> Directions for this task
Where "explanation" appears in a line of the entries below, that line should be copied.

> Source records
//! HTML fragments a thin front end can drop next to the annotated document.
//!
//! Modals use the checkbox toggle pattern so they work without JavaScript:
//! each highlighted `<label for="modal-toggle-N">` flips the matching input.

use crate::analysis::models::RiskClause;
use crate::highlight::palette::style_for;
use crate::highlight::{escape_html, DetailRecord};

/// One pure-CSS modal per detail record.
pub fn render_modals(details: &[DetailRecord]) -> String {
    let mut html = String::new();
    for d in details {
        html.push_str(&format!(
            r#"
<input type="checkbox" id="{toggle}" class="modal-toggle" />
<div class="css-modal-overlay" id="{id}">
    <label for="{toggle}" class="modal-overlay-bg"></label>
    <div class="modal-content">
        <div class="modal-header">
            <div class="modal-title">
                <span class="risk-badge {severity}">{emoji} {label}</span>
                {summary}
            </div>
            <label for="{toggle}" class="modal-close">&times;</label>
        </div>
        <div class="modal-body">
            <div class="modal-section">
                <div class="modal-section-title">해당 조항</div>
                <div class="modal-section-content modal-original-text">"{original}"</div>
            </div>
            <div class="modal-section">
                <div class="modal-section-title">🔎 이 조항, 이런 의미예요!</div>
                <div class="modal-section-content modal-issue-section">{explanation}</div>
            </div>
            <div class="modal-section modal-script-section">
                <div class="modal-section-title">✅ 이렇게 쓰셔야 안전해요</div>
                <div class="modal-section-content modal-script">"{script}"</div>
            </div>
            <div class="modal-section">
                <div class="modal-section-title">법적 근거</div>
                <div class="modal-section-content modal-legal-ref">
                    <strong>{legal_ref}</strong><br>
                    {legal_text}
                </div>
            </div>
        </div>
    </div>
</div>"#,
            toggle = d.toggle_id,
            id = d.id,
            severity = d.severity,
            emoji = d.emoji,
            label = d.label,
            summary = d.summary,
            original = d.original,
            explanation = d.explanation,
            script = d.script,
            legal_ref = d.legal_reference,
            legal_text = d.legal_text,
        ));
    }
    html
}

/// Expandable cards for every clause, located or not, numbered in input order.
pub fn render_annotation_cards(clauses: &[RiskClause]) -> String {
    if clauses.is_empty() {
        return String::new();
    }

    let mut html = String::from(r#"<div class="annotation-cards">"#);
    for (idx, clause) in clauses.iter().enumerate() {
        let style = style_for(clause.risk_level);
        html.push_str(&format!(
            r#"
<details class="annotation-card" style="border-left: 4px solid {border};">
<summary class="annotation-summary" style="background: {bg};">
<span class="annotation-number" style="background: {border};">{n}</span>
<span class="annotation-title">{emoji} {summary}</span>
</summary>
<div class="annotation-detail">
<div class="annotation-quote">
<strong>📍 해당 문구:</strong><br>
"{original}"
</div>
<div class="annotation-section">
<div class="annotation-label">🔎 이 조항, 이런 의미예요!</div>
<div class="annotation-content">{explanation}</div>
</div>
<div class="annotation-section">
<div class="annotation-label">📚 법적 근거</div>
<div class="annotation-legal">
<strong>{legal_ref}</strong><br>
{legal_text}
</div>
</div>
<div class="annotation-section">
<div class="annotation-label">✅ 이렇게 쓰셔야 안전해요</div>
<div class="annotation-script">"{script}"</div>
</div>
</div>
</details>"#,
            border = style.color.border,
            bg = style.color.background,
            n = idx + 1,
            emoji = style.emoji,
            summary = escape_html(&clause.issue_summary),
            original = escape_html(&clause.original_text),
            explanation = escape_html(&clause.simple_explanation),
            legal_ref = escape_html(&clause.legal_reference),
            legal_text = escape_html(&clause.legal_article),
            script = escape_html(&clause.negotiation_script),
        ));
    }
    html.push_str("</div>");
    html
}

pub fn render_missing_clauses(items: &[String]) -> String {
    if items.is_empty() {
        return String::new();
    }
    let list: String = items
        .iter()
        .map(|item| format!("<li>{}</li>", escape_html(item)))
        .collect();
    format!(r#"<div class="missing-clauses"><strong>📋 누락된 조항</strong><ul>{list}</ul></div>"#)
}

...

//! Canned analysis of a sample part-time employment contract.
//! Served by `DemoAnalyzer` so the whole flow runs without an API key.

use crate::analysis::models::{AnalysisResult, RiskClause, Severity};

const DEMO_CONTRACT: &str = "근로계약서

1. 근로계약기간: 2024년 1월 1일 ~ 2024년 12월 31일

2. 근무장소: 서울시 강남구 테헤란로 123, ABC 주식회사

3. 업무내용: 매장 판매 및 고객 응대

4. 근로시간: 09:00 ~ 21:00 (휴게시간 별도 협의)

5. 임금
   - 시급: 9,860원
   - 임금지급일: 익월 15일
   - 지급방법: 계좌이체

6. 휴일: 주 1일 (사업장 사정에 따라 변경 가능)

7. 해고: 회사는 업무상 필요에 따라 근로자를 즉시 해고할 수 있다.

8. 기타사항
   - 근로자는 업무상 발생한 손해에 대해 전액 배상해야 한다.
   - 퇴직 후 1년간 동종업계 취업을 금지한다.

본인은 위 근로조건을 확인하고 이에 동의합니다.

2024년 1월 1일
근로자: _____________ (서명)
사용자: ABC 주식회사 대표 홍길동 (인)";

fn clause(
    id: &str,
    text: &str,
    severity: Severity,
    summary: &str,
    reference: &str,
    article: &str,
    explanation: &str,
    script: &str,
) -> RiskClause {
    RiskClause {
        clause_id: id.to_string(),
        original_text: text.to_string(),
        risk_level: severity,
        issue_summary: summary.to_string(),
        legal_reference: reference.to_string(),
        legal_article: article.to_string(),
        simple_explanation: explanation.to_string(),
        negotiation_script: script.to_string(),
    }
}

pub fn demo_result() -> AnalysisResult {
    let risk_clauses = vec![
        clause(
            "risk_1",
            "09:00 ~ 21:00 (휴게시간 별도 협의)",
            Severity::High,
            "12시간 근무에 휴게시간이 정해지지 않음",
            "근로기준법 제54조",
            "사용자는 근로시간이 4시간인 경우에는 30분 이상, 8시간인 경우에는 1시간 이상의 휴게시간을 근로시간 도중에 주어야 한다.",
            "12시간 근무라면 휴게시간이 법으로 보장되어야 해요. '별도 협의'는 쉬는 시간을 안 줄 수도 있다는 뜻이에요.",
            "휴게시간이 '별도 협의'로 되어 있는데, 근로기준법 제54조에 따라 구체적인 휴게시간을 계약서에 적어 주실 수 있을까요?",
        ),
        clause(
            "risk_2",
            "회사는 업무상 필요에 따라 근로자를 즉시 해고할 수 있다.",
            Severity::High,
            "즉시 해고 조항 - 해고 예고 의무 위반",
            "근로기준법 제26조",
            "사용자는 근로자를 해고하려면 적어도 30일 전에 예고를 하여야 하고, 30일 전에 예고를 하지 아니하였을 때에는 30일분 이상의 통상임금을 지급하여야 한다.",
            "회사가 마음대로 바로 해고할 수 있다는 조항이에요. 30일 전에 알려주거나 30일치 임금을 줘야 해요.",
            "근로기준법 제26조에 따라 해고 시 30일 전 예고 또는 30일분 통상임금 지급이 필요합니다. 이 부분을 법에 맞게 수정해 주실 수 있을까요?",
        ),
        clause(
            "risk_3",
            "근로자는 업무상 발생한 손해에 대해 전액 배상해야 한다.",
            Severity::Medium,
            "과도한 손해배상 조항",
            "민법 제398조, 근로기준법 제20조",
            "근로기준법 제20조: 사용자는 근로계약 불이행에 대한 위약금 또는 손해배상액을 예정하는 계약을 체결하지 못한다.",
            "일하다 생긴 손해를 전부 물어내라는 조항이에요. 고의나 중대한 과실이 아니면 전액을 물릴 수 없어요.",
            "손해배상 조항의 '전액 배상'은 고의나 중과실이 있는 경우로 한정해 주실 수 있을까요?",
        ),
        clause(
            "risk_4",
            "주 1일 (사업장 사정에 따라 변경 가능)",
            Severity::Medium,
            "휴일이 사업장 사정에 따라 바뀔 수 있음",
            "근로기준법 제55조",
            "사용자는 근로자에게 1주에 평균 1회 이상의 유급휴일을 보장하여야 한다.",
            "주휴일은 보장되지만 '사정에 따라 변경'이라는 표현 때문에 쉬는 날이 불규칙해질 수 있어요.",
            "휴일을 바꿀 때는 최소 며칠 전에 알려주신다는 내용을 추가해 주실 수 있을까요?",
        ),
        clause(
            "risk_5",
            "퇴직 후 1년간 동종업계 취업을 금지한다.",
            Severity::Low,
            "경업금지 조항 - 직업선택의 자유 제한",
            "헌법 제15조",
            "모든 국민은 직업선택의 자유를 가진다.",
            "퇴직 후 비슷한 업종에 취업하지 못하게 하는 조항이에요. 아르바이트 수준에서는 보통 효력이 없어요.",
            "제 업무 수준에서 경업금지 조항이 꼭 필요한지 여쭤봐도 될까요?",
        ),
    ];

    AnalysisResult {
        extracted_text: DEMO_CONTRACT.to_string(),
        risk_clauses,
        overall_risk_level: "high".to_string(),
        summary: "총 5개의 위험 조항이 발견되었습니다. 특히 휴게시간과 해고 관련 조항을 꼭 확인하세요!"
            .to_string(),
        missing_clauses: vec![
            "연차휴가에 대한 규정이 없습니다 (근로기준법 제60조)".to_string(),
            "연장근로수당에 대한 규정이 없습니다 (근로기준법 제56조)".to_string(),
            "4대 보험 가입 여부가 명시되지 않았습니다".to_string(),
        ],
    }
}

> Exercise solution
                <div class="modal-section-content modal-issue-section">{explanation}</div>
            explanation = d.explanation,
<div class="annotation-content">{explanation}</div>
            explanation = escape_html(&clause.simple_explanation),
    explanation: &str,
        simple_explanation: explanation.to_string(),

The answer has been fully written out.